▶ [SOURCE MATERIAL]:
|---|

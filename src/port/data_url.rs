//! Blob decoder: base64 `data:` URLs.

use async_trait::async_trait;
use base64::Engine;
use base64::engine::general_purpose::STANDARD;

use super::{BlobDecoderPort, PortError};
use crate::writer::value::Blob;

/// MIME type used when a blob declares none.
const OCTET_STREAM: &str = "application/octet-stream";

/// Encodes blobs in-process.
#[derive(Debug, Clone, Copy, Default)]
pub struct DataUrlDecoder;

/// `data:<mime>;base64,<payload>` for the given blob.
pub fn to_data_url(blob: &Blob) -> String {
    let mime = blob.mime().unwrap_or(OCTET_STREAM);
    format!("data:{mime};base64,{}", STANDARD.encode(blob.data()))
}

#[async_trait]
impl BlobDecoderPort for DataUrlDecoder {
    async fn read_as_data_url(&self, blob: &Blob) -> Result<String, PortError> {
        // Large images take a while to encode; keep the runtime responsive.
        let blob = blob.clone();
        tokio::task::spawn_blocking(move || to_data_url(&blob))
            .await
            .map_err(|e| PortError::Rejected(format!("data URL encoder panicked: {e}")))
    }
}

|---|

▶ [WHAT IS BEING ASKED]: Please find every line in the records above that holds the word "BlobDecoderPort" and copy it.

▶ [REPLY TO THE TASK]:
use super::{BlobDecoderPort, PortError};
impl BlobDecoderPort for DataUrlDecoder {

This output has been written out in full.